El cambio ha sido literal ‘casa por mochila’ y me aterra pensar que de ahora en adelante toda mi vida estará sobre mi espalda. ¡Qué responsabilidad! Habrá que fortalecerla. Hoy mis sueños están atrapados en el alucinante trópico de mi tierra Pacífica, pronto, desde el polo sur, empezaré a liberar mariposas. 




martes, 15 de febrero de 2011

La vida con Tara

Tara es una gata persa. Dicen que los bigotes de los gatos son como antenas que miden las distancias entre su cuerpo y el objeto… yo sólo sé que la distancia entre Tara y yo es que ella hace parte de mi y yo soy toda ella. Lo demás es simple teoría. Pero Tara tiene los bigotes más largos del mundo y entonces sólo pienso que la locura es contagiosa.

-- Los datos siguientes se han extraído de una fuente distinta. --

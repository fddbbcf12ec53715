//! Request history.
//!
//! A recorder captures a [`RequestSnapshot`] of every request dispatched by the
//! servers it is attached to. Every server owns a default [`Recorder`]; further
//! recorders can be injected and shared between servers.

mod snapshot;
mod history;

pub use snapshot::RequestSnapshot;
pub use history::{HistoryRecorder, Recorder};
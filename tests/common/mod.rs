//! Helpers shared by the end-to-end tests.

#![allow(dead_code)]

use std::net::SocketAddr;
use log::LevelFilter;
use tokio::io::{AsyncReadExt, AsyncWriteExt};
use tokio::net::TcpStream;

use stubhttp_rs::{MockServer, ServerConfig};

/// A parsed response as seen by a client.
#[derive(Debug)]
pub struct ClientResponse {
    pub status: u16,
    pub head: String,
    pub body: String,
}

pub fn init_logging() {
    let _ = env_logger::builder().is_test(true).try_init();
}

pub fn quiet_config() -> ServerConfig {
    init_logging();
    ServerConfig::default().with_log_level(LevelFilter::Off)
}

/// A stopped server that logs nothing.
pub async fn quiet_server() -> MockServer {
    MockServer::with_options(quiet_config()).await.unwrap()
}

/// Send `raw` as-is and read until the server closes the connection.
pub async fn send_raw(addr: SocketAddr, raw: &[u8]) -> ClientResponse {
    let mut stream = TcpStream::connect(addr).await.unwrap();
    stream.write_all(raw).await.unwrap();

    let mut bytes = Vec::new();
    stream.read_to_end(&mut bytes).await.unwrap();

    let text = String::from_utf8_lossy(&bytes).into_owned();
    let (head, body) = text.split_once("\r\n\r\n").unwrap_or((text.as_str(), ""));
    let status = head
        .split_whitespace()
        .nth(1)
        .and_then(|code| code.parse().ok())
        .unwrap_or(0);

    ClientResponse {
        status,
        head: head.to_string(),
        body: body.to_string(),
    }
}

/// Issue a request with the given extra headers and body.
pub async fn request(
    addr: SocketAddr,
    method: &str,
    path: &str,
    headers: &[(&str, &str)],
    body: &str,
) -> ClientResponse {
    let mut raw = format!("{method} {path} HTTP/1.1\r\nHost: {addr}\r\n");
    for (name, value) in headers {
        raw.push_str(&format!("{name}: {value}\r\n"));
    }
    if !body.is_empty() {
        raw.push_str(&format!("Content-Length: {}\r\n", body.len()));
    }
    raw.push_str("\r\n");
    raw.push_str(body);

    send_raw(addr, raw.as_bytes()).await
}

pub async fn get(addr: SocketAddr, path: &str) -> ClientResponse {
    request(addr, "GET", path, &[], "").await
}
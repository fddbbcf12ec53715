//! Request methods.

use std::fmt;
use std::str::FromStr;

use crate::parser::error::Error;

/// Request methods the parser accepts.
///
/// The mock server never routes on the method; it is recorded and logged.
/// Any well-formed method token outside the common set (`PURGE`, `PROPFIND`,
/// `REPORT`, ...) is kept as [`Method::Extension`].
#[derive(Debug, Clone, PartialEq, Eq, Hash)]
pub enum Method {
    GET,
    POST,
    PUT,
    DELETE,
    HEAD,
    OPTIONS,
    PATCH,
    TRACE,
    CONNECT,
    Extension(String),
}

impl Method {
    const KNOWN: [Method; 9] = [
        Method::GET,
        Method::POST,
        Method::PUT,
        Method::DELETE,
        Method::HEAD,
        Method::OPTIONS,
        Method::PATCH,
        Method::TRACE,
        Method::CONNECT,
    ];

    /// The method token as it appears on the wire.
    pub fn as_str(&self) -> &str {
        match self {
            Method::GET => "GET",
            Method::POST => "POST",
            Method::PUT => "PUT",
            Method::DELETE => "DELETE",
            Method::HEAD => "HEAD",
            Method::OPTIONS => "OPTIONS",
            Method::PATCH => "PATCH",
            Method::TRACE => "TRACE",
            Method::CONNECT => "CONNECT",
            Method::Extension(token) => token,
        }
    }
}

/// RFC 9110 `tchar`.
fn is_token_char(c: char) -> bool {
    c.is_ascii_alphanumeric() || "!#$%&'*+-.^_`|~".contains(c)
}

impl FromStr for Method {
    type Err = Error;

    fn from_str(s: &str) -> Result<Self, Self::Err> {
        // Method tokens are case-sensitive
        if let Some(known) = Method::KNOWN.into_iter().find(|method| method.as_str() == s) {
            return Ok(known);
        }
        if s.is_empty() || !s.chars().all(is_token_char) {
            return Err(Error::InvalidMethod(s.to_string()));
        }
        Ok(Method::Extension(s.to_string()))
    }
}

impl fmt::Display for Method {
    fn fmt(&self, f: &mut fmt::Formatter<'_>) -> fmt::Result {
        f.write_str(self.as_str())
    }
}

Tara es borondera y consentida. Tiene mucho de gata, supongo: le gusta la noche y seguro es lunática; ronronera, curiosa, persigue el silencio en las alturas y las mariposas en el jardín de la casa. Le queda difícil camuflarse. Pero Tara no es para nada una gata común: ella come frutas, sobretodo granadilla. Me acompaña a todas partes y tiene la costumbre de lamerme un ojo cuando sigo dormida y ella ya se ha levantado. Tara sabe que es una gata nómada; parte de su particularidad consiste en que a pesar de la territorialidad de su esencia felina, ella comprende que más importante que los lugares son las personas y que vayamos donde vayamos el hogar se lleva siempre en el corazón

La primera vez que le dije a Tara que aún era muy chica para tener gato fue justo después de tres noches tortuosas con su primer calor. Al salir de la ducha encontré la que sería su primer ofrenda de torcaza desplumada. ¿me estaría respondiendo que está lo suficientemente adulta? Tal vez. Pero mi preocupación nunca fue su biología sino que se enganchara con cualquier gato callejero. Una gata en celo es peligrosa y Tara entraba en celo cada tres semanas. Las gatas no tienen ciclos reproductivos como los perros; ellas entran en calor por estímulo pero el vagabundo que la rondaba desapareció hace poco del tejado. A mi también me rompieron el corazón pero por suerte tengo a Tara que se arruncha conmigo. Estoy pensando que he repetido el número 3 muchas veces y es que para mi el tres es un número místico dentro de la composición del universo y quiero creer que es porque Tara completa cualquier vacío entre sujeto/objeto y yo.